• **Given data**
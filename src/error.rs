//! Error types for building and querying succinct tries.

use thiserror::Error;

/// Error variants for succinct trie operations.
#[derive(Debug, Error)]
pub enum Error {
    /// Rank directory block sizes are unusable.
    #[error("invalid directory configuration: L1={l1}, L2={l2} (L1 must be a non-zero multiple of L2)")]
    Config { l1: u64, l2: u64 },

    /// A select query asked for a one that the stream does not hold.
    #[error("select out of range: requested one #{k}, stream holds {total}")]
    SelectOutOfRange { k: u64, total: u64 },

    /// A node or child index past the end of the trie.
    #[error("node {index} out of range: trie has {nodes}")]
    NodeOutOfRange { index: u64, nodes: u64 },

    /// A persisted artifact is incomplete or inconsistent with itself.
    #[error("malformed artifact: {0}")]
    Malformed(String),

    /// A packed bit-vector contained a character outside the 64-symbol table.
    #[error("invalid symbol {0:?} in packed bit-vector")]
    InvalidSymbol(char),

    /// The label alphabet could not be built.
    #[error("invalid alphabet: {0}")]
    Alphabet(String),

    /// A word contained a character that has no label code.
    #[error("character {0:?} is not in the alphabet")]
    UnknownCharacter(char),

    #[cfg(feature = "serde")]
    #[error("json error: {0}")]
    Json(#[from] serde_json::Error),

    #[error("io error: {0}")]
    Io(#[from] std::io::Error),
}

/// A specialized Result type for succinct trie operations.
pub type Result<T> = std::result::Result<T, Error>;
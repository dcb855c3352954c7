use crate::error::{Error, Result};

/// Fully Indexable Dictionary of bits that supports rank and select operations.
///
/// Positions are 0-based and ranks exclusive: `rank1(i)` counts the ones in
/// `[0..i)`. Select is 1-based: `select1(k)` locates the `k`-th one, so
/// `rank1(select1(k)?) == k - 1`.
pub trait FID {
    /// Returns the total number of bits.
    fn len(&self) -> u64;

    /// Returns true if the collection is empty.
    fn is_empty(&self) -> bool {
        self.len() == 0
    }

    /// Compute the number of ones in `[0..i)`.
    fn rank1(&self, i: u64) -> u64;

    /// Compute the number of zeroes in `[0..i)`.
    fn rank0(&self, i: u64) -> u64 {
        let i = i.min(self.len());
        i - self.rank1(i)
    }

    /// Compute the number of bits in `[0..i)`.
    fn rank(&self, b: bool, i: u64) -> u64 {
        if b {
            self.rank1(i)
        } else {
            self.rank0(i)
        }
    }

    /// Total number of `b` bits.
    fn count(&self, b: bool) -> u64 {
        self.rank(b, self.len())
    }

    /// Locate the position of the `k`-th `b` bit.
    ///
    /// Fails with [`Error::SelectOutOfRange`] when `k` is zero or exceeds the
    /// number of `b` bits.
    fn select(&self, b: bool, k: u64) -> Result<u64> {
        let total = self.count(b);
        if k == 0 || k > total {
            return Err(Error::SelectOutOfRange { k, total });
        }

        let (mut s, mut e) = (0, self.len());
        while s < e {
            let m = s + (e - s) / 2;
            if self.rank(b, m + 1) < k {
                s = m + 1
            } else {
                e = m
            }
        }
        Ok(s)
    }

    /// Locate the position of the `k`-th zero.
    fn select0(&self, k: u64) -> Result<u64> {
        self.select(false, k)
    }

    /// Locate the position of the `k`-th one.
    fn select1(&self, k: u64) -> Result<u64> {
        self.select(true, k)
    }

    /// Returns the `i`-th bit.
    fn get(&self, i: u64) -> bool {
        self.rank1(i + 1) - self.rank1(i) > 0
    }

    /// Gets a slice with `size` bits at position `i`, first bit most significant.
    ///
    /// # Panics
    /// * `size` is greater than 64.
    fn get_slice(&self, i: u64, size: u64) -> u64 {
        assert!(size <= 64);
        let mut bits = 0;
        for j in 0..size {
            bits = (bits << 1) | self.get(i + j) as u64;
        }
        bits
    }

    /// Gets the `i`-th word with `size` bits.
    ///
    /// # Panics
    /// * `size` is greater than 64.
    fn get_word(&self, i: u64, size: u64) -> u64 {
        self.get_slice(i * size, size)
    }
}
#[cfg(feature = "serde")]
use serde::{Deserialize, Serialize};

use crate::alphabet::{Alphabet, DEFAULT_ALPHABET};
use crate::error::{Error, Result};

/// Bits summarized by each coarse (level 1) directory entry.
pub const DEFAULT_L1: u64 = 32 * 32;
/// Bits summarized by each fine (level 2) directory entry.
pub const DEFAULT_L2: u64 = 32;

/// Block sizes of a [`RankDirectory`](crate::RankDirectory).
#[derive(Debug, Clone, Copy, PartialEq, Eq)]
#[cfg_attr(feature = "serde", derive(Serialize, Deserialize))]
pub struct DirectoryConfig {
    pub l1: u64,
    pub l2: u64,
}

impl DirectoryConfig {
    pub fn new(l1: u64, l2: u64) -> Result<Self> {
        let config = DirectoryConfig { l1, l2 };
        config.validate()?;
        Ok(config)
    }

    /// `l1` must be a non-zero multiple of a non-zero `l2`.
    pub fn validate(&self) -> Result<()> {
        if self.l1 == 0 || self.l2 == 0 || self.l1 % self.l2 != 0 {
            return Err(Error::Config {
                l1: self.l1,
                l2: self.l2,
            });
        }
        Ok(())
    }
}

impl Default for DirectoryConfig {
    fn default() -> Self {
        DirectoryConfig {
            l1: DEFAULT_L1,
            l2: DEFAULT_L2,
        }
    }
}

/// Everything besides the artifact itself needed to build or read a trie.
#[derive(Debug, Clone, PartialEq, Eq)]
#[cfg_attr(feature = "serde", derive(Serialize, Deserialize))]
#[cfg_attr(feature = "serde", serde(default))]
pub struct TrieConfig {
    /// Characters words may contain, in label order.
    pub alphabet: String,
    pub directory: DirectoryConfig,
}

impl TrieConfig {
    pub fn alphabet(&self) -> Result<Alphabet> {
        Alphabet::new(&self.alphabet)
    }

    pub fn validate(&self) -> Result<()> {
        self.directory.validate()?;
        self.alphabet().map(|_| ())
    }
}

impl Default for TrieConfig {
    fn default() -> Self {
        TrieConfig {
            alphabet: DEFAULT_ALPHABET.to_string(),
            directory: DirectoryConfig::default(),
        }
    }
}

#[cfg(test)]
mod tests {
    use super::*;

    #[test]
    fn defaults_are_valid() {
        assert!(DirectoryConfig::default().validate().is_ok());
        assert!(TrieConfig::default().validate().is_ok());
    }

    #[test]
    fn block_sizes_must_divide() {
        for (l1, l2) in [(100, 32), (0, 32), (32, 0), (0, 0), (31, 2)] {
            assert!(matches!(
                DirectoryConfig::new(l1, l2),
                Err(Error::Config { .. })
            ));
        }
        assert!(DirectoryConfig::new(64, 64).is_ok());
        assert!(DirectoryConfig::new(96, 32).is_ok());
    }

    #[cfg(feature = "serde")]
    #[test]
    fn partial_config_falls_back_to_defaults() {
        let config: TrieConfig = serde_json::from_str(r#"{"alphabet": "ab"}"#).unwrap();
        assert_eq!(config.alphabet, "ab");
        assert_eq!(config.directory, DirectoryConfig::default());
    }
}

• **Work instructions**
Each record needs to be copied out again, letter for letter.

• **Written solution**
filename src/error.rs
//! Error types for building and querying succinct tries.

use thiserror::Error;

/// Error variants for succinct trie operations.
#[derive(Debug, Error)]
pub enum Error {
    /// Rank directory block sizes are unusable.
    #[error("invalid directory configuration: L1={l1}, L2={l2} (L1 must be a non-zero multiple of L2)")]
    Config { l1: u64, l2: u64 },

    /// A select query asked for a one that the stream does not hold.
    #[error("select out of range: requested one #{k}, stream holds {total}")]
    SelectOutOfRange { k: u64, total: u64 },

    /// A node or child index past the end of the trie.
    #[error("node {index} out of range: trie has {nodes}")]
    NodeOutOfRange { index: u64, nodes: u64 },

    /// A persisted artifact is incomplete or inconsistent with itself.
    #[error("malformed artifact: {0}")]
    Malformed(String),

    /// A packed bit-vector contained a character outside the 64-symbol table.
    #[error("invalid symbol {0:?} in packed bit-vector")]
    InvalidSymbol(char),

    /// The label alphabet could not be built.
    #[error("invalid alphabet: {0}")]
    Alphabet(String),

    /// A word contained a character that has no label code.
    #[error("character {0:?} is not in the alphabet")]
    UnknownCharacter(char),

    #[cfg(feature = "serde")]
    #[error("json error: {0}")]
    Json(#[from] serde_json::Error),

    #[error("io error: {0}")]
    Io(#[from] std::io::Error),
}

/// A specialized Result type for succinct trie operations.
pub type Result<T> = std::result::Result<T, Error>;
repository dcb855c3352954c7
use crate::error::{Error, Result};

/// Fully Indexable Dictionary of bits that supports rank and select operations.
///
/// Positions are 0-based and ranks exclusive: `rank1(i)` counts the ones in
/// `[0..i)`. Select is 1-based: `select1(k)` locates the `k`-th one, so
/// `rank1(select1(k)?) == k - 1`.
pub trait FID {
    /// Returns the total number of bits.
    fn len(&self) -> u64;

    /// Returns true if the collection is empty.
    fn is_empty(&self) -> bool {
        self.len() == 0
    }

    /// Compute the number of ones in `[0..i)`.
    fn rank1(&self, i: u64) -> u64;

    /// Compute the number of zeroes in `[0..i)`.
    fn rank0(&self, i: u64) -> u64 {
        let i = i.min(self.len());
        i - self.rank1(i)
    }

    /// Compute the number of bits in `[0..i)`.
    fn rank(&self, b: bool, i: u64) -> u64 {
        if b {
            self.rank1(i)
        } else {
            self.rank0(i)
        }
    }

    /// Total number of `b` bits.
    fn count(&self, b: bool) -> u64 {
        self.rank(b, self.len())
    }

    /// Locate the position of the `k`-th `b` bit.
    ///
    /// Fails with [`Error::SelectOutOfRange`] when `k` is zero or exceeds the
    /// number of `b` bits.
    fn select(&self, b: bool, k: u64) -> Result<u64> {
        let total = self.count(b);
        if k == 0 || k > total {
            return Err(Error::SelectOutOfRange { k, total });
        }

        let (mut s, mut e) = (0, self.len());
        while s < e {
            let m = s + (e - s) / 2;
            if self.rank(b, m + 1) < k {
                s = m + 1
            } else {
                e = m
            }
        }
        Ok(s)
    }

    /// Locate the position of the `k`-th zero.
    fn select0(&self, k: u64) -> Result<u64> {
        self.select(false, k)
    }

    /// Locate the position of the `k`-th one.
    fn select1(&self, k: u64) -> Result<u64> {
        self.select(true, k)
    }

    /// Returns the `i`-th bit.
    fn get(&self, i: u64) -> bool {
        self.rank1(i + 1) - self.rank1(i) > 0
    }

    /// Gets a slice with `size` bits at position `i`, first bit most significant.
    ///
    /// # Panics
    /// * `size` is greater than 64.
    fn get_slice(&self, i: u64, size: u64) -> u64 {
        assert!(size <= 64);
        let mut bits = 0;
        for j in 0..size {
            bits = (bits << 1) | self.get(i + j) as u64;
        }
        bits
    }

    /// Gets the `i`-th word with `size` bits.
    ///
    /// # Panics
    /// * `size` is greater than 64.
    fn get_word(&self, i: u64, size: u64) -> u64 {
        self.get_slice(i * size, size)
    }
}
#[cfg(feature = "serde")]
use serde::{Deserialize, Serialize};

use crate::alphabet::{Alphabet, DEFAULT_ALPHABET};
use crate::error::{Error, Result};

/// Bits summarized by each coarse (level 1) directory entry.
pub const DEFAULT_L1: u64 = 32 * 32;
/// Bits summarized by each fine (level 2) directory entry.
pub const DEFAULT_L2: u64 = 32;

/// Block sizes of a [`RankDirectory`](crate::RankDirectory).
#[derive(Debug, Clone, Copy, PartialEq, Eq)]
#[cfg_attr(feature = "serde", derive(Serialize, Deserialize))]
pub struct DirectoryConfig {
    pub l1: u64,
    pub l2: u64,
}

impl DirectoryConfig {
    pub fn new(l1: u64, l2: u64) -> Result<Self> {
        let config = DirectoryConfig { l1, l2 };
        config.validate()?;
        Ok(config)
    }

    /// `l1` must be a non-zero multiple of a non-zero `l2`.
    pub fn validate(&self) -> Result<()> {
        if self.l1 == 0 || self.l2 == 0 || self.l1 % self.l2 != 0 {
            return Err(Error::Config {
                l1: self.l1,
                l2: self.l2,
            });
        }
        Ok(())
    }
}

impl Default for DirectoryConfig {
    fn default() -> Self {
        DirectoryConfig {
            l1: DEFAULT_L1,
            l2: DEFAULT_L2,
        }
    }
}

/// Everything besides the artifact itself needed to build or read a trie.
#[derive(Debug, Clone, PartialEq, Eq)]
#[cfg_attr(feature = "serde", derive(Serialize, Deserialize))]
#[cfg_attr(feature = "serde", serde(default))]
pub struct TrieConfig {
    /// Characters words may contain, in label order.
    pub alphabet: String,
    pub directory: DirectoryConfig,
}

impl TrieConfig {
    pub fn alphabet(&self) -> Result<Alphabet> {
        Alphabet::new(&self.alphabet)
    }

    pub fn validate(&self) -> Result<()> {
        self.directory.validate()?;
        self.alphabet().map(|_| ())
    }
}

impl Default for TrieConfig {
    fn default() -> Self {
        TrieConfig {
            alphabet: DEFAULT_ALPHABET.to_string(),
            directory: DirectoryConfig::default(),
        }
    }
}

#[cfg(test)]
mod tests {
    use super::*;

    #[test]
    fn defaults_are_valid() {
        assert!(DirectoryConfig::default().validate().is_ok());
        assert!(TrieConfig::default().validate().is_ok());
    }

    #[test]
    fn block_sizes_must_divide() {
        for (l1, l2) in [(100, 32), (0, 32), (32, 0), (0, 0), (31, 2)] {
            assert!(matches!(
                DirectoryConfig::new(l1, l2),
                Err(Error::Config { .. })
            ));
        }
        assert!(DirectoryConfig::new(64, 64).is_ok());
        assert!(DirectoryConfig::new(96, 32).is_ok());
    }

    #[cfg(feature = "serde")]
    #[test]
    fn partial_config_falls_back_to_defaults() {
        let config: TrieConfig = serde_json::from_str(r#"{"alphabet": "ab"}"#).unwrap();
        assert_eq!(config.alphabet, "ab");
        assert_eq!(config.directory, DirectoryConfig::default());
    }
}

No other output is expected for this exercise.